What is expected: Please count the lines in these records that contain "today" and give only that count.

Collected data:
******************************
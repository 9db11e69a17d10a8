//! Trade execution: buy / sell against a portfolio, logged to a ledger.

use super::error::TradesimError;
use super::ledger::{LedgerRecord, TradeAction};
use super::portfolio::Portfolio;
use crate::ports::ledger_port::LedgerPort;

/// Buy as many whole shares as `available_capital` covers after fees.
///
/// The share count is `floor((available_capital - fees) / price)`, clamped at
/// zero. A zero-share buy still logs a record at that price; the ledger keeps
/// the attempt observable.
pub fn buy(
    day: usize,
    stock: usize,
    available_capital: f64,
    price: f64,
    fees: f64,
    portfolio: &mut Portfolio,
    ledger: &mut dyn LedgerPort,
) -> Result<u64, TradesimError> {
    let shares = (((available_capital - fees) / price).floor()).max(0.0) as u64;
    ledger.append(&LedgerRecord::new(
        TradeAction::Buy,
        day,
        stock,
        shares,
        price,
        fees,
    ))?;
    portfolio.add_shares(stock, shares);
    Ok(shares)
}

/// Sell the entire held quantity of `stock`.
///
/// Holding zero shares is a no-op and writes nothing; partial sells are not
/// supported.
pub fn sell(
    day: usize,
    stock: usize,
    price: f64,
    fees: f64,
    portfolio: &mut Portfolio,
    ledger: &mut dyn LedgerPort,
) -> Result<u64, TradesimError> {
    let shares = portfolio.shares(stock);
    if shares == 0 {
        return Ok(0);
    }
    ledger.append(&LedgerRecord::new(
        TradeAction::Sell,
        day,
        stock,
        shares,
        price,
        fees,
    ))?;
    portfolio.clear(stock);
    Ok(shares)
}

/// Build the day-0 portfolio: one buy per stock with its allocated capital.
///
/// A stock whose day-0 price is undefined is skipped: its holding stays zero
/// and nothing is logged.
pub fn create_portfolio(
    allocations: &[f64],
    prices_day0: &[Option<f64>],
    fees: f64,
    ledger: &mut dyn LedgerPort,
) -> Result<Portfolio, TradesimError> {
    if allocations.len() != prices_day0.len() {
        return Err(TradesimError::AllocationCount {
            allocations: allocations.len(),
            stocks: prices_day0.len(),
        });
    }

    let mut portfolio = Portfolio::new(prices_day0.len());
    for (stock, price) in prices_day0.iter().enumerate() {
        let Some(price) = *price else {
            continue;
        };
        buy(
            0,
            stock,
            allocations[stock],
            price,
            fees,
            &mut portfolio,
            ledger,
        )?;
    }
    Ok(portfolio)
}

#[cfg(test)]
mod tests {
    use super::*;
    use crate::adapters::memory_ledger_adapter::MemoryLedger;
    use crate::domain::ledger::TradeAction;

    #[test]
    fn buy_floors_whole_shares_after_fees() {
        let mut portfolio = Portfolio::new(1);
        let mut ledger = MemoryLedger::new();

        let shares = buy(21, 0, 1000.0, 100.0, 50.0, &mut portfolio, &mut ledger).unwrap();

        assert_eq!(shares, 9);
        assert_eq!(portfolio.shares(0), 9);
        assert_eq!(ledger.records().len(), 1);
        assert_eq!(ledger.records()[0].to_line(), "buy,21,0,9,100.00,-950.00");
    }

    #[test]
    fn zero_share_buy_still_logs() {
        let mut portfolio = Portfolio::new(1);
        let mut ledger = MemoryLedger::new();

        let shares = buy(3, 0, 60.0, 100.0, 50.0, &mut portfolio, &mut ledger).unwrap();

        assert_eq!(shares, 0);
        assert_eq!(portfolio.shares(0), 0);
        assert_eq!(ledger.records().len(), 1);
        assert_eq!(ledger.records()[0].shares, 0);
    }

    #[test]
    fn buy_never_goes_negative() {
        let mut portfolio = Portfolio::new(1);
        let mut ledger = MemoryLedger::new();

        // Fees exceed capital at a cheap price; floor would be negative.
        let shares = buy(3, 0, 40.0, 0.01, 50.0, &mut portfolio, &mut ledger).unwrap();
        assert_eq!(shares, 0);
    }

    #[test]
    fn sell_with_no_holding_writes_nothing() {
        let mut portfolio = Portfolio::new(1);
        let mut ledger = MemoryLedger::new();

        let shares = sell(8, 0, 100.0, 20.0, &mut portfolio, &mut ledger).unwrap();

        assert_eq!(shares, 0);
        assert!(ledger.records().is_empty());
    }

    #[test]
    fn sell_liquidates_the_entire_holding() {
        let mut portfolio = Portfolio::new(1);
        let mut ledger = MemoryLedger::new();
        portfolio.add_shares(0, 25);

        let shares = sell(8, 0, 110.0, 20.0, &mut portfolio, &mut ledger).unwrap();

        assert_eq!(shares, 25);
        assert_eq!(portfolio.shares(0), 0);
        assert_eq!(ledger.records().len(), 1);

        let record = &ledger.records()[0];
        assert_eq!(record.action, TradeAction::Sell);
        assert_eq!(record.shares, 25);
        assert!((record.net - (25.0 * 110.0 - 20.0)).abs() < f64::EPSILON);
    }

    #[test]
    fn create_portfolio_buys_each_stock_at_day_zero() {
        let mut ledger = MemoryLedger::new();
        let portfolio = create_portfolio(
            &[1000.0, 1000.0],
            &[Some(100.0), Some(45.0)],
            40.0,
            &mut ledger,
        )
        .unwrap();

        assert_eq!(portfolio.holdings(), &[9, 21]);
        assert_eq!(ledger.records().len(), 2);
        assert!(ledger.records().iter().all(|r| r.day == 0));
    }

    #[test]
    fn create_portfolio_skips_undefined_day_zero_prices() {
        let mut ledger = MemoryLedger::new();
        let portfolio =
            create_portfolio(&[1000.0, 1000.0], &[Some(100.0), None], 40.0, &mut ledger).unwrap();

        assert_eq!(portfolio.holdings(), &[9, 0]);
        assert_eq!(ledger.records().len(), 1);
    }

    #[test]
    fn create_portfolio_rejects_mismatched_allocations() {
        let mut ledger = MemoryLedger::new();
        let result = create_portfolio(&[1000.0], &[Some(100.0), Some(45.0)], 40.0, &mut ledger);
        assert!(matches!(result, Err(TradesimError::AllocationCount { .. })));
    }
}
//! Stochastic and RSI oscillators.

use std::str::FromStr;

use super::{IndicatorSeries, IndicatorType};
use crate::domain::series::PriceSeries;

#[derive(Debug, Clone, Copy, PartialEq, Eq)]
pub enum OscillatorKind {
    Stochastic,
    Rsi,
}

impl FromStr for OscillatorKind {
    type Err = String;

    fn from_str(s: &str) -> Result<Self, Self::Err> {
        match s.to_lowercase().as_str() {
            "stochastic" => Ok(OscillatorKind::Stochastic),
            "rsi" => Ok(OscillatorKind::Rsi),
            other => Err(format!(
                "unknown oscillator '{other}', expected 'stochastic' or 'rsi'"
            )),
        }
    }
}

/// n-day oscillator level of a price series with an edge-adjusted window.
///
/// Stochastic: `(price - windowMin) / (windowMax - windowMin)`, undefined on
/// a flat window or when the window touches an undefined price.
///
/// RSI: day-over-day differences are taken over the whole series first, with
/// day 0's "difference" being the day-0 price itself. Over the windowed
/// differences, RS = mean(positives) / mean(|negatives|) and RSI = RS/(1+RS);
/// a window with only positive differences is exactly 1, only negative
/// exactly 0, neither (all zero) undefined. Differences with an undefined
/// operand belong to neither set.
pub fn oscillator(series: &PriceSeries, n: usize, kind: OscillatorKind) -> IndicatorSeries {
    let indicator_type = match kind {
        OscillatorKind::Stochastic => IndicatorType::Stochastic(n),
        OscillatorKind::Rsi => IndicatorType::Rsi(n),
    };

    let m = series.len();
    if n == 0 {
        return IndicatorSeries {
            indicator_type,
            values: vec![None; m],
        };
    }

    let effective_n = n.min(m);
    let values = match kind {
        OscillatorKind::Stochastic => stochastic_values(series, effective_n),
        OscillatorKind::Rsi => rsi_values(series, effective_n),
    };

    IndicatorSeries {
        indicator_type,
        values,
    }
}

fn stochastic_values(series: &PriceSeries, n: usize) -> Vec<Option<f64>> {
    let m = series.len();
    let mut values = Vec::with_capacity(m);

    for i in 0..m {
        let window_len = (i + 1).min(n);
        let window = &series.values()[i + 1 - window_len..=i];
        values.push(stochastic_level(window));
    }
    values
}

fn stochastic_level(window: &[Option<f64>]) -> Option<f64> {
    let mut lowest = f64::INFINITY;
    let mut highest = f64::NEG_INFINITY;
    for value in window {
        let price = (*value)?;
        lowest = lowest.min(price);
        highest = highest.max(price);
    }

    let spread = highest - lowest;
    if spread == 0.0 {
        return None;
    }
    let today = window[window.len() - 1]?;
    Some((today - lowest) / spread)
}

fn rsi_values(series: &PriceSeries, n: usize) -> Vec<Option<f64>> {
    let m = series.len();

    // Differences over the whole series; day 0's entry is the raw price.
    let mut differences: Vec<Option<f64>> = Vec::with_capacity(m);
    for (i, value) in series.values().iter().enumerate() {
        let difference = if i == 0 {
            *value
        } else {
            match (*value, series.values()[i - 1]) {
                (Some(today), Some(yesterday)) => Some(today - yesterday),
                _ => None,
            }
        };
        differences.push(difference);
    }

    let mut values = Vec::with_capacity(m);
    for i in 0..m {
        let window_len = (i + 1).min(n);
        let window = &differences[i + 1 - window_len..=i];
        values.push(rsi_level(window));
    }
    values
}

fn rsi_level(window: &[Option<f64>]) -> Option<f64> {
    let mut gain_sum = 0.0;
    let mut gain_count = 0usize;
    let mut loss_sum = 0.0;
    let mut loss_count = 0usize;

    for difference in window.iter().flatten() {
        if *difference > 0.0 {
            gain_sum += difference;
            gain_count += 1;
        } else if *difference < 0.0 {
            loss_sum += difference.abs();
            loss_count += 1;
        }
    }

    match (gain_count, loss_count) {
        (0, 0) => None,
        (_, 0) => Some(1.0),
        (0, _) => Some(0.0),
        _ => {
            let rs = (gain_sum / gain_count as f64) / (loss_sum / loss_count as f64);
            Some(rs / (1.0 + rs))
        }
    }
}

#[cfg(test)]
mod tests {
    use super::*;

    #[test]
    fn stochastic_known_values() {
        let series = PriceSeries::from_prices(&[3.0, 1.0, 2.0]);
        let osc = oscillator(&series, 3, OscillatorKind::Stochastic);

        assert_eq!(osc.indicator_type, IndicatorType::Stochastic(3));
        // Day 0's window is a single price: flat, undefined.
        assert_eq!(osc.value(0), None);
        assert_eq!(osc.value(1), Some(0.0));
        assert_eq!(osc.value(2), Some(0.5));
    }

    #[test]
    fn stochastic_window_slides() {
        let series = PriceSeries::from_prices(&[10.0, 1.0, 2.0, 3.0]);
        let osc = oscillator(&series, 2, OscillatorKind::Stochastic);

        // Day 3's window is [2, 3]: (3-2)/(3-2).
        assert_eq!(osc.value(3), Some(1.0));
    }

    #[test]
    fn stochastic_flat_window_is_undefined() {
        let series = PriceSeries::from_prices(&[5.0, 5.0, 5.0]);
        let osc = oscillator(&series, 2, OscillatorKind::Stochastic);
        assert_eq!(osc.values, vec![None, None, None]);
    }

    #[test]
    fn stochastic_undefined_price_in_window() {
        let series = PriceSeries::new(vec![Some(1.0), Some(2.0), None]);
        let osc = oscillator(&series, 2, OscillatorKind::Stochastic);
        assert_eq!(osc.value(1), Some(1.0));
        assert_eq!(osc.value(2), None);
    }

    #[test]
    fn rsi_all_gains_is_one() {
        let series = PriceSeries::from_prices(&[100.0, 101.0, 102.0, 103.0]);
        let osc = oscillator(&series, 3, OscillatorKind::Rsi);
        // Day 0's "difference" is the price itself, also a gain.
        for day in 0..4 {
            assert_eq!(osc.value(day), Some(1.0), "day {day}");
        }
    }

    #[test]
    fn rsi_all_losses_is_zero() {
        let series = PriceSeries::from_prices(&[100.0, 99.0, 98.0, 97.0]);
        // Window of 2 keeps day 0's positive pseudo-difference out from day 2.
        let osc = oscillator(&series, 2, OscillatorKind::Rsi);
        assert_eq!(osc.value(2), Some(0.0));
        assert_eq!(osc.value(3), Some(0.0));
    }

    #[test]
    fn rsi_all_zero_differences_is_undefined() {
        let series = PriceSeries::from_prices(&[5.0, 5.0, 5.0]);
        let osc = oscillator(&series, 2, OscillatorKind::Rsi);
        // Day 1's window still holds day 0's positive pseudo-difference.
        assert_eq!(osc.value(1), Some(1.0));
        assert_eq!(osc.value(2), None);
    }

    #[test]
    fn rsi_known_mixed_window() {
        let series = PriceSeries::from_prices(&[100.0, 102.0, 101.0]);
        let osc = oscillator(&series, 3, OscillatorKind::Rsi);

        // Window differences: [100, 2, -1]; RS = mean(100,2)/1 = 51.
        let expected = 51.0 / 52.0;
        assert!((osc.value(2).unwrap() - expected).abs() < 1e-12);
    }

    #[test]
    fn rsi_ignores_undefined_differences() {
        let series = PriceSeries::new(vec![Some(100.0), Some(99.0), None]);
        let osc = oscillator(&series, 3, OscillatorKind::Rsi);

        // Day 2's window: [100, -1, undefined]; the undefined entry joins
        // neither set, leaving one gain and one loss.
        let rs = 100.0 / 1.0;
        let expected = rs / (1.0 + rs);
        assert!((osc.value(2).unwrap() - expected).abs() < 1e-12);
    }

    #[test]
    fn zero_window_is_all_undefined() {
        let series = PriceSeries::from_prices(&[1.0, 2.0]);
        let osc = oscillator(&series, 0, OscillatorKind::Rsi);
        assert_eq!(osc.values, vec![None, None]);
    }

    #[test]
    fn kind_parses_case_insensitively() {
        assert_eq!(
            "RSI".parse::<OscillatorKind>().unwrap(),
            OscillatorKind::Rsi
        );
        assert_eq!(
            "stochastic".parse::<OscillatorKind>().unwrap(),
            OscillatorKind::Stochastic
        );
        assert!("macd".parse::<OscillatorKind>().is_err());
    }
}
******************************
Finished exercise: 3